Reviewed-by: Isaku Yamahata <isaku.yamahata@intel.com>
Tested-by: Isaku Yamahata <isaku.yamahata@intel.com>
-- 
Isaku Yamahata <isaku.yamahata@gmail.com>
RE: [PATCH v10 1/2] x86/tdx: Retry partially-completed page conversion hypercalls
Posted by Dexuan Cui 2 years, 3 months ago
> From: Isaku Yamahata <isaku.yamahata@gmail.com>
> Sent: Monday, August 14, 2023 12:04 PM
> To: Dexuan Cui <decui@microsoft.com>
> [...]
> 
> On Fri, Aug 11, 2023 at 02:48:25PM -0700,
> Dexuan Cui <decui@microsoft.com> wrote:
> 
> > TDX guest memory is private by default and the VMM may not access it.
> > However, in cases where the guest needs to share data with the VMM,
> > the guest and the VMM can coordinate to make memory shared between
> > them.
> >
> > The guest side of this protocol includes the "MapGPA" hypercall.  This
> > call takes a guest physical address range.  The hypercall spec (aka.
> > the GHCI) says that the MapGPA call is allowed to return partial
> > progress in mapping this range and indicate that fact with a special
> > error code.  A guest that sees such partial progress is expected to
> > retry the operation for the portion of the address range that was not
> > completed.
> >
> > Hyper-V does this partial completion dance when set_memory_decrypted()

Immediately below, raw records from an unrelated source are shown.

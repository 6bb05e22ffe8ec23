use chrono::NaiveDate;
use rusqlite::types::{Type, Value};
use rusqlite::{params_from_iter, Connection, OptionalExtension, Row};
use std::collections::{HashMap, HashSet};
use crate::error::{Result, TodoError};
use crate::models::{
    normalize_description, normalize_tag_name, normalize_tag_names, validate_title, Effort,
    NewTodo, Todo, TodoNode, TodoUpdate, Urgency,
};
use crate::priority;
use crate::repo::TagRepo;

const TODO_SELECT_SQL: &str = "SELECT
    id,
    title,
    description,
    deadline,
    urgency,
    effort,
    completed,
    parent_id,
    created_ts,
    modified_ts
FROM todos";

const DEADLINE_FORMAT: &str = "%Y-%m-%d";

/// Which level of the subtask hierarchy to list
#[derive(Debug, Clone, Copy, Default, PartialEq, Eq)]
pub enum ParentFilter {
    #[default]
    Any,
    /// Only todos without a parent
    TopLevel,
    /// Only direct children of the given todo
    ChildrenOf(i64),
}

/// Result ordering for list queries
#[derive(Debug, Clone, Copy, Default, PartialEq, Eq)]
pub enum TodoOrder {
    /// Insertion order (id ascending)
    #[default]
    Storage,
    /// See [`crate::priority`]
    Priority,
}

/// Query options for listing todos
#[derive(Debug, Clone, Default)]
pub struct TodoFilter {
    pub completed: Option<bool>,
    pub tag: Option<String>,
    pub parent: ParentFilter,
    pub order: TodoOrder,
}

/// Todo repository for database operations
///
/// Every write runs in its own transaction; on error the transaction is
/// dropped and rolled back, so a failed call leaves no persisted change.
///
/// # Subtasks
///
/// The hierarchy is stored as an explicit `parent_id` reference. Writes that
/// set a parent walk the new parent's ancestors and reject the change if the
/// todo itself shows up, so the graph stays a forest.
///
/// # Example
///
/// ```no_run
/// use deltatask::db::DbConnection;
/// use deltatask::models::NewTodo;
/// use deltatask::repo::TodoRepo;
///
/// let conn = DbConnection::connect().unwrap();
/// let todo = TodoRepo::add(&conn, &NewTodo::new("Write report").urgency(4).effort(5)).unwrap();
/// TodoRepo::delete(&conn, todo.id, true).unwrap();
/// ```
pub struct TodoRepo;

impl TodoRepo {
    /// Create a new todo
    pub fn add(conn: &Connection, new: &NewTodo) -> Result<Todo> {
        let tx = conn.unchecked_transaction()?;
        let todo = Self::insert(&tx, new)?;
        tx.commit()?;
        log::info!("Added todo {}: {}", todo.id, todo.title);
        Ok(todo)
    }

    /// Validate and insert without opening a transaction (callers own it)
    pub(crate) fn insert(conn: &Connection, new: &NewTodo) -> Result<Todo> {
        let title = validate_title(&new.title)?;
        let urgency = Urgency::new(new.urgency)?;
        let effort = Effort::new(new.effort)?;
        let tags = normalize_tag_names(&new.tags)?;
        let description = normalize_description(new.description.as_deref());

        if let Some(parent_id) = new.parent_id {
            if !Self::exists(conn, parent_id)? {
                return Err(TodoError::validation(format!(
                    "Parent todo {} does not exist",
                    parent_id
                )));
            }
        }

        let now = chrono::Utc::now().timestamp();
        conn.execute(
            "INSERT INTO todos (title, description, deadline, urgency, effort, completed,
                                parent_id, created_ts, modified_ts)
             VALUES (?1, ?2, ?3, ?4, ?5, 0, ?6, ?7, ?8)",
            rusqlite::params![
                title,
                description,
                new.deadline.map(format_deadline),
                urgency.value(),
                effort.value(),
                new.parent_id,
                now,
                now
            ],
        )?;
        let id = conn.last_insert_rowid();

        TagRepo::set_for_todo(conn, id, &tags)?;

        Ok(Todo {
            id,
            title,
            description,
            deadline: new.deadline,
            urgency,
            effort,
            completed: false,
            parent_id: new.parent_id,
            tags,
            created_ts: now,
            modified_ts: now,
        })
    }

    /// Get todo by ID, failing with `NotFound` if absent
    pub fn get(conn: &Connection, id: i64) -> Result<Todo> {
        Self::find(conn, id)?.ok_or_else(|| TodoError::todo_not_found(id))
    }

    /// Get todo by ID
    pub fn find(conn: &Connection, id: i64) -> Result<Option<Todo>> {
        let sql = format!("{} WHERE id = ?1", TODO_SELECT_SQL);
        let todo = conn.query_row(&sql, [id], todo_from_row).optional()?;

        match todo {
            Some(mut todo) => {
                todo.tags = TagRepo::names_for_todo(conn, id)?;
                Ok(Some(todo))
            }
            None => Ok(None),
        }
    }

    pub fn exists(conn: &Connection, id: i64) -> Result<bool> {
        let found = conn
            .query_row("SELECT 1 FROM todos WHERE id = ?1", [id], |_| Ok(()))
            .optional()?;
        Ok(found.is_some())
    }

    /// List todos matching a filter
    pub fn list(conn: &Connection, filter: &TodoFilter) -> Result<Vec<Todo>> {
        let mut conditions: Vec<&str> = Vec::new();
        let mut params: Vec<Value> = Vec::new();

        if let Some(completed) = filter.completed {
            conditions.push("completed = ?");
            params.push(Value::Integer(completed as i64));
        }

        if let Some(tag) = &filter.tag {
            conditions.push(
                "id IN (SELECT tt.todo_id FROM todo_tags tt JOIN tags t ON t.id = tt.tag_id
                        WHERE t.name = ?)",
            );
            params.push(Value::Text(normalize_tag_name(tag)?));
        }

        match filter.parent {
            ParentFilter::Any => {}
            ParentFilter::TopLevel => conditions.push("parent_id IS NULL"),
            ParentFilter::ChildrenOf(parent_id) => {
                conditions.push("parent_id = ?");
                params.push(Value::Integer(parent_id));
            }
        }

        let mut sql = TODO_SELECT_SQL.to_string();
        if !conditions.is_empty() {
            sql.push_str(" WHERE ");
            sql.push_str(&conditions.join(" AND "));
        }
        sql.push_str(" ORDER BY id");
        log::debug!("Listing todos: {:?}", filter);

        let mut stmt = conn.prepare(&sql)?;
        let rows = stmt.query_map(params_from_iter(params), todo_from_row)?;

        let mut tag_map = TagRepo::names_by_todo(conn)?;
        let mut todos = Vec::new();
        for row in rows {
            let mut todo = row?;
            todo.tags = tag_map.remove(&todo.id).unwrap_or_default();
            todos.push(todo);
        }

        if filter.order == TodoOrder::Priority {
            priority::prioritize(&mut todos);
        }
        Ok(todos)
    }

    /// List every todo in storage order
    pub fn list_all(conn: &Connection) -> Result<Vec<Todo>> {
        Self::list(conn, &TodoFilter::default())
    }

    /// Apply a partial update and return the updated todo
    pub fn update(conn: &Connection, id: i64, update: &TodoUpdate) -> Result<Todo> {
        let tx = conn.unchecked_transaction()?;
        let mut todo = Self::get(&tx, id)?;

        if let Some(title) = &update.title {
            todo.title = validate_title(title)?;
        }
        if let Some(description) = &update.description {
            todo.description = normalize_description(description.as_deref());
        }
        if let Some(deadline) = update.deadline {
            todo.deadline = deadline;
        }
        if let Some(urgency) = update.urgency {
            todo.urgency = Urgency::new(urgency)?;
        }
        if let Some(effort) = update.effort {
            todo.effort = Effort::new(effort)?;
        }
        if let Some(completed) = update.completed {
            todo.completed = completed;
        }
        if let Some(parent_id) = update.parent_id {
            if let Some(parent_id) = parent_id {
                Self::check_parent(&tx, id, parent_id)?;
            }
            todo.parent_id = parent_id;
        }
        let tags = match &update.tags {
            Some(tags) => Some(normalize_tag_names(tags)?),
            None => None,
        };

        let now = chrono::Utc::now().timestamp();
        tx.execute(
            "UPDATE todos SET title = ?1, description = ?2, deadline = ?3, urgency = ?4,
                              effort = ?5, completed = ?6, parent_id = ?7, modified_ts = ?8
             WHERE id = ?9",
            rusqlite::params![
                todo.title,
                todo.description,
                todo.deadline.map(format_deadline),
                todo.urgency.value(),
                todo.effort.value(),
                todo.completed,
                todo.parent_id,
                now,
                id
            ],
        )?;

        if let Some(tags) = tags {
            TagRepo::set_for_todo(&tx, id, &tags)?;
            todo.tags = tags;
        }
        todo.modified_ts = now;

        tx.commit()?;
        log::info!("Updated todo {}", id);
        Ok(todo)
    }

    /// Mark a todo complete or incomplete
    pub fn set_completed(conn: &Connection, id: i64, completed: bool) -> Result<Todo> {
        let update = TodoUpdate {
            completed: Some(completed),
            ..Default::default()
        };
        Self::update(conn, id, &update)
    }

    /// Delete a todo
    ///
    /// With `cascade` the whole subtree goes; otherwise the direct children are
    /// moved to top level and keep their own subtasks. Returns the number of
    /// todos removed.
    pub fn delete(conn: &Connection, id: i64, cascade: bool) -> Result<usize> {
        let tx = conn.unchecked_transaction()?;
        if !Self::exists(&tx, id)? {
            return Err(TodoError::todo_not_found(id));
        }

        let removed = if cascade {
            // One statement, so the parent_id foreign key is checked once all rows are gone
            tx.execute(
                "WITH RECURSIVE subtree(id) AS (
                     SELECT ?1
                     UNION
                     SELECT t.id FROM todos t JOIN subtree s ON t.parent_id = s.id
                 )
                 DELETE FROM todos WHERE id IN (SELECT id FROM subtree)",
                [id],
            )?
        } else {
            let now = chrono::Utc::now().timestamp();
            let orphaned = tx.execute(
                "UPDATE todos SET parent_id = NULL, modified_ts = ?2 WHERE parent_id = ?1",
                rusqlite::params![id, now],
            )?;
            if orphaned > 0 {
                log::debug!("Moved {} subtask(s) of todo {} to top level", orphaned, id);
            }
            tx.execute("DELETE FROM todos WHERE id = ?1", [id])?
        };

        tx.commit()?;
        log::info!("Deleted todo {} ({} row(s), cascade={})", id, removed, cascade);
        Ok(removed)
    }

    /// Get a todo with all of its subtasks nested; each level in priority order
    pub fn get_tree(conn: &Connection, id: i64) -> Result<TodoNode> {
        let root = Self::get(conn, id)?;

        let mut children: HashMap<i64, Vec<Todo>> = HashMap::new();
        for todo in Self::list_all(conn)? {
            if let Some(parent_id) = todo.parent_id {
                children.entry(parent_id).or_default().push(todo);
            }
        }

        let mut visited = HashSet::new();
        Ok(build_node(root, &mut children, &mut visited))
    }

    /// Ensure `parent_id` exists and is not `todo_id` or one of its descendants
    fn check_parent(conn: &Connection, todo_id: i64, parent_id: i64) -> Result<()> {
        if parent_id == todo_id {
            return Err(TodoError::validation(format!(
                "Todo {} cannot be its own parent",
                todo_id
            )));
        }
        if !Self::exists(conn, parent_id)? {
            return Err(TodoError::validation(format!(
                "Parent todo {} does not exist",
                parent_id
            )));
        }

        // Walk up from the new parent; meeting todo_id means it would become its own ancestor
        let mut seen = HashSet::new();
        let mut current = Some(parent_id);
        while let Some(ancestor) = current {
            if ancestor == todo_id {
                log::warn!("Rejected parent {} for todo {}: cycle", parent_id, todo_id);
                return Err(TodoError::validation(format!(
                    "Cannot move todo {} under {}: {} is one of its subtasks",
                    todo_id, parent_id, parent_id
                )));
            }
            if !seen.insert(ancestor) {
                break;
            }
            current = conn
                .query_row(
                    "SELECT parent_id FROM todos WHERE id = ?1",
                    [ancestor],
                    |row| row.get::<_, Option<i64>>(0),
                )
                .optional()?
                .flatten();
        }
        Ok(())
    }
}

fn build_node(
    todo: Todo,
    children: &mut HashMap<i64, Vec<Todo>>,
    visited: &mut HashSet<i64>,
) -> TodoNode {
    visited.insert(todo.id);
    let mut kids = children.remove(&todo.id).unwrap_or_default();
    priority::prioritize(&mut kids);

    let mut subtasks = Vec::with_capacity(kids.len());
    for child in kids {
        if !visited.contains(&child.id) {
            subtasks.push(build_node(child, children, visited));
        }
    }

    TodoNode { todo, subtasks }
}

fn format_deadline(date: NaiveDate) -> String {
    date.format(DEADLINE_FORMAT).to_string()
}

/// Map a `todos` row (in TODO_SELECT_SQL column order) to a Todo without tags
fn todo_from_row(row: &Row) -> rusqlite::Result<Todo> {
    let deadline = match row.get::<_, Option<String>>(3)? {
        Some(text) => Some(
            NaiveDate::parse_from_str(&text, DEADLINE_FORMAT)
                .map_err(|e| rusqlite::Error::FromSqlConversionFailure(3, Type::Text, Box::new(e)))?,
        ),
        None => None,
    };
    let urgency = Urgency::new(row.get(4)?)
        .map_err(|e| rusqlite::Error::FromSqlConversionFailure(4, Type::Integer, Box::new(e)))?;
    let effort = Effort::new(row.get(5)?)
        .map_err(|e| rusqlite::Error::FromSqlConversionFailure(5, Type::Integer, Box::new(e)))?;

    Ok(Todo {
        id: row.get(0)?,
        title: row.get(1)?,
        description: row.get(2)?,
        deadline,
        urgency,
        effort,
        completed: row.get::<_, i64>(6)? != 0,
        parent_id: row.get(7)?,
        tags: Vec::new(),
        created_ts: row.get(8)?,
        modified_ts: row.get(9)?,
    })
}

> > is called to "decrypt" swiotlb bounce buffers that can be up to 1GB
> > in size.  It is evidently the only VMM that does this, which is why
> > nobody noticed this until now.
> 
> Now TDX KVM + TDX qemu supports partial completion because TD guest
> can pass
> very large range. e.g. 1GB order.  I tested this patch with (patched) TDX
> KVM/qemu.
> 
> Reviewed-by: Isaku Yamahata <isaku.yamahata@intel.com>
> Tested-by: Isaku Yamahata <isaku.yamahata@intel.com>

Thanks Isaku for reviewing and testing the patch!

@Dave, may I know if the 2 updated patches look good to you?